Writing this makes me cry, because I can’t believe how hard I had to fight every day as a kid, and still – I failed. I was punished in different ways for everything I couldn’t be.

I was eight years old the first time I started to refuse going to school, because it was too much. I was stressed out. I wonder if people understand what kind of life this was. I worked myself to exhaustion and still I failed, not only in certain areas of life – I failed at being a real person. The lists I made weren’t like a helpful shopping list to remember what to buy, it was an attempt to construct myself as a human being worthy of respect and being liked.

As a kid, I hid most of my interests, because they were considered weird. I had to hide almost everything that was me and my life was a constant battle to just navigate and understand people’s behavior. It felt like I was running a car really fast in the middle of total darkness with no lamps – I had no idea what to expect of anything.
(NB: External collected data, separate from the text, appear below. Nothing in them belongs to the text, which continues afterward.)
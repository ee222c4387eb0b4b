//! Social behavior: rivalries, table chat, inside jokes, and posting
//! habits.

pub mod behavior;
pub mod chat;
pub mod rivalry;

pub use behavior::{
    Anniversary, CONTENT_TOPICS, DEFAULT_FATIGUE_THRESHOLD, FollowerMilestone, FollowerPolish,
    PolishLevel, alternative_topic, check_anniversary, check_follower_milestone, follower_polish,
    has_content_fatigue, post_age_engagement_mod, should_engage_with_post,
};
pub use chat::should_use_inside_joke;
pub use rivalry::SoftplayModifier;
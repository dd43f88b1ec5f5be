//! Frame-level plumbing around the damb mixer
//!
//! - Owned frames carrying samples plus channel / rate / format metadata
//! - Clip checks (known length, fixed frame rate)
//! - Two-producer join per frame index
//! - Worker-thread pipeline over crossbeam channels

pub mod frame;
pub mod join;
pub mod pipeline;

pub use frame::*;
pub use join::*;
pub use pipeline::*;

use damb_mix::MixError;
use thiserror::Error;

#[derive(Debug, Error)]
pub enum PipelineError {
    #[error(transparent)]
    Mix(#[from] MixError),

    #[error("frame {frame} already has a {role:?} input")]
    DuplicateInput { frame: u64, role: Role },

    #[error("pipeline disconnected")]
    Disconnected,

    #[error("failed to spawn mix thread: {0}")]
    Spawn(String),
}
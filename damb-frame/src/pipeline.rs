//! Threaded mix pipeline
//!
//! Producers push per-frame inputs through a channel; a worker thread joins
//! each frame's primary and secondary, mixes them, and emits the result.

use crate::frame::{AudioFrame, ClipInfo};
use crate::join::{FrameJoin, Role};
use crate::PipelineError;
use crossbeam::channel::{self, Receiver, RecvTimeoutError, SendTimeoutError, Sender};
use damb_mix::{AudioMixer, MixConfig};
use std::sync::atomic::{AtomicBool, AtomicU64, Ordering};
use std::sync::Arc;
use std::thread::{self, JoinHandle};
use std::time::Duration;

const INPUT_CAPACITY: usize = 32;
const OUTPUT_CAPACITY: usize = 32;
const POLL_INTERVAL: Duration = Duration::from_millis(5);

struct PipelineInput {
    n: u64,
    role: Role,
    frame: AudioFrame,
}

/// One mixed frame, or why frame `n` could not be mixed
#[derive(Debug)]
pub struct MixedOutput {
    pub n: u64,
    pub result: Result<AudioFrame, PipelineError>,
}

/// Cloneable handle for an upstream producer
#[derive(Clone)]
pub struct PipelineSender {
    tx: Sender<PipelineInput>,
}

impl PipelineSender {
    /// Deliver one input; blocks while the pipeline is saturated
    pub fn submit(&self, n: u64, role: Role, frame: AudioFrame) -> Result<(), PipelineError> {
        self.tx
            .send(PipelineInput { n, role, frame })
            .map_err(|_| PipelineError::Disconnected)
    }
}

/// Two-input mixer running on its own thread
///
/// Outputs go through a bounded channel; when the consumer falls behind the
/// worker stops pulling inputs, which in turn blocks producers.
pub struct MixPipeline {
    clip: ClipInfo,
    sender: Option<PipelineSender>,
    output_rx: Receiver<MixedOutput>,
    stats: Arc<PipelineCounters>,
    running: Arc<AtomicBool>,
    thread_handle: Option<JoinHandle<()>>,
}

#[derive(Default)]
struct PipelineCounters {
    frames_mixed: AtomicU64,
    frames_dropped: AtomicU64,
}

/// State owned by the worker thread
struct MixWorker {
    mixer: AudioMixer,
    join: FrameJoin,
    clip: ClipInfo,
    output_tx: Sender<MixedOutput>,
    stats: Arc<PipelineCounters>,
    running: Arc<AtomicBool>,
}

impl MixWorker {
    fn run(mut self, input_rx: Receiver<PipelineInput>) {
        loop {
            match input_rx.recv_timeout(POLL_INTERVAL) {
                Ok(input) => {
                    if !self.handle(input) {
                        break;
                    }
                }
                // Stopping only once the queue is empty keeps every
                // submitted pair
                Err(RecvTimeoutError::Timeout) if self.running.load(Ordering::Relaxed) => {}
                Err(_) => break,
            }
        }

        let pending = self.join.pending();
        if pending > 0 {
            log::warn!("Mix pipeline dropped {} incomplete frames", pending);
        }
        log::info!("Mix pipeline thread exiting");
    }

    /// Returns `false` once nobody can receive outputs any more
    fn handle(&mut self, input: PipelineInput) -> bool {
        let n = input.n;

        let result = match self.join.submit(n, input.role, input.frame) {
            Ok(false) => return true,
            Ok(true) => match self.join.try_take(n) {
                Some((primary, secondary)) => self.mix(n, &primary, &secondary),
                None => return true,
            },
            Err(err) => Err(err),
        };

        self.emit(MixedOutput { n, result })
    }

    fn mix(&mut self, n: u64, primary: &AudioFrame, secondary: &AudioFrame) -> Result<AudioFrame, PipelineError> {
        if !self.clip.matches_frame(primary) {
            log::warn!(
                "Frame {} carries {:?} sample frames, clip timing implies {:.1}",
                n,
                primary.sample_frames(),
                self.clip.samples_per_frame(primary.info.sample_rate)
            );
        }

        let mixed = self.mixer.mix_frame(primary.as_buffer(), secondary.as_buffer())?;
        self.stats.frames_mixed.fetch_add(1, Ordering::Relaxed);
        log::debug!("Mixed frame {}", n);

        Ok(AudioFrame::new(mixed.data.to_vec(), mixed.info))
    }

    /// Blocks while the output is full; gives up on a frame only after
    /// shutdown has been requested
    fn emit(&self, mut output: MixedOutput) -> bool {
        loop {
            match self.output_tx.send_timeout(output, POLL_INTERVAL) {
                Ok(()) => return true,
                Err(SendTimeoutError::Timeout(rejected)) => {
                    if !self.running.load(Ordering::Relaxed) {
                        self.stats.frames_dropped.fetch_add(1, Ordering::Relaxed);
                        log::warn!("Output full during shutdown, dropping frame {}", rejected.n);
                        return true;
                    }
                    output = rejected;
                }
                Err(SendTimeoutError::Disconnected(_)) => return false,
            }
        }
    }
}

impl MixPipeline {
    /// Validate both clips and start the worker.
    ///
    /// The output clip takes the primary's length and rate.
    pub fn spawn(config: MixConfig, primary: ClipInfo, secondary: ClipInfo) -> Result<Self, PipelineError> {
        primary.validate()?;
        secondary.validate()?;
        let mixer = AudioMixer::new(config)?;

        let (input_tx, input_rx) = channel::bounded(INPUT_CAPACITY);
        let (output_tx, output_rx) = channel::bounded(OUTPUT_CAPACITY);
        let stats = Arc::new(PipelineCounters::default());
        let running = Arc::new(AtomicBool::new(true));

        let worker = MixWorker {
            mixer,
            join: FrameJoin::new(),
            clip: primary,
            output_tx,
            stats: stats.clone(),
            running: running.clone(),
        };

        let thread_handle = thread::Builder::new()
            .name("damb-mix".to_string())
            .spawn(move || worker.run(input_rx))
            .map_err(|err| PipelineError::Spawn(err.to_string()))?;

        Ok(MixPipeline {
            clip: primary,
            sender: Some(PipelineSender { tx: input_tx }),
            output_rx,
            stats,
            running,
            thread_handle: Some(thread_handle),
        })
    }

    pub fn clip_info(&self) -> ClipInfo {
        self.clip
    }

    /// Handle for a producer; fails once the pipeline is shut down
    pub fn sender(&self) -> Result<PipelineSender, PipelineError> {
        self.sender.clone().ok_or(PipelineError::Disconnected)
    }

    /// Deliver one input from this thread
    pub fn submit(&self, n: u64, role: Role, frame: AudioFrame) -> Result<(), PipelineError> {
        self.sender()?.submit(n, role, frame)
    }

    /// Wait for the next mixed frame, in completion order.
    ///
    /// After shutdown this keeps returning buffered outputs, then fails.
    pub fn recv(&self) -> Result<MixedOutput, PipelineError> {
        self.output_rx.recv().map_err(|_| PipelineError::Disconnected)
    }

    pub fn recv_timeout(&self, timeout: Duration) -> Option<MixedOutput> {
        self.output_rx.recv_timeout(timeout).ok()
    }

    pub fn frames_mixed(&self) -> u64 {
        self.stats.frames_mixed.load(Ordering::Relaxed)
    }

    /// Mixed frames discarded because the output was full at shutdown
    pub fn frames_dropped(&self) -> u64 {
        self.stats.frames_dropped.load(Ordering::Relaxed)
    }

    /// Stop accepting inputs, mix everything already queued, and wait for
    /// the worker.
    ///
    /// Outputs stay readable through [`MixPipeline::recv`] up to the output
    /// capacity; anything beyond it is dropped and counted.
    pub fn shutdown(&mut self) {
        self.sender = None;
        self.running.store(false, Ordering::Relaxed);

        if let Some(handle) = self.thread_handle.take() {
            handle.join().ok();
        }
    }
}

impl Drop for MixPipeline {
    fn drop(&mut self) {
        self.shutdown();
    }
}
I had no idea when I was going to crash into something, I just knew that I would and still couldn’t stop. Because the only way of stopping and protecting myself from collapsing was to stay at home and hide in my room. I did that in periods of time, until my parents dragged me to school, threatening me with that if I didn’t go to school, the police would come and place me in foster care.

I was verbal, but talked to mask everything I didn’t understand. I had so many scripts that worked fairly well, but it got me in trouble too. When I actually did tell the truth, without scripts, people didn’t believe me. My reality simply couldn’t be true. According to people around me, there was no way you could stop going too school as a teenager because you don’t have any mental energy left.

I thought about all the energy consuming research to fit in when I watched parts of the first episode of the horribly bad Atypical on Netflix. We get to see the autistic main character Sam do exactly this type of research, but the show fails to portray how exhausting it is. I think that’s really bad, because this kind of emotional and mental labor seems to be a fairly common, and a very exhausting, part of autistic people’s lives.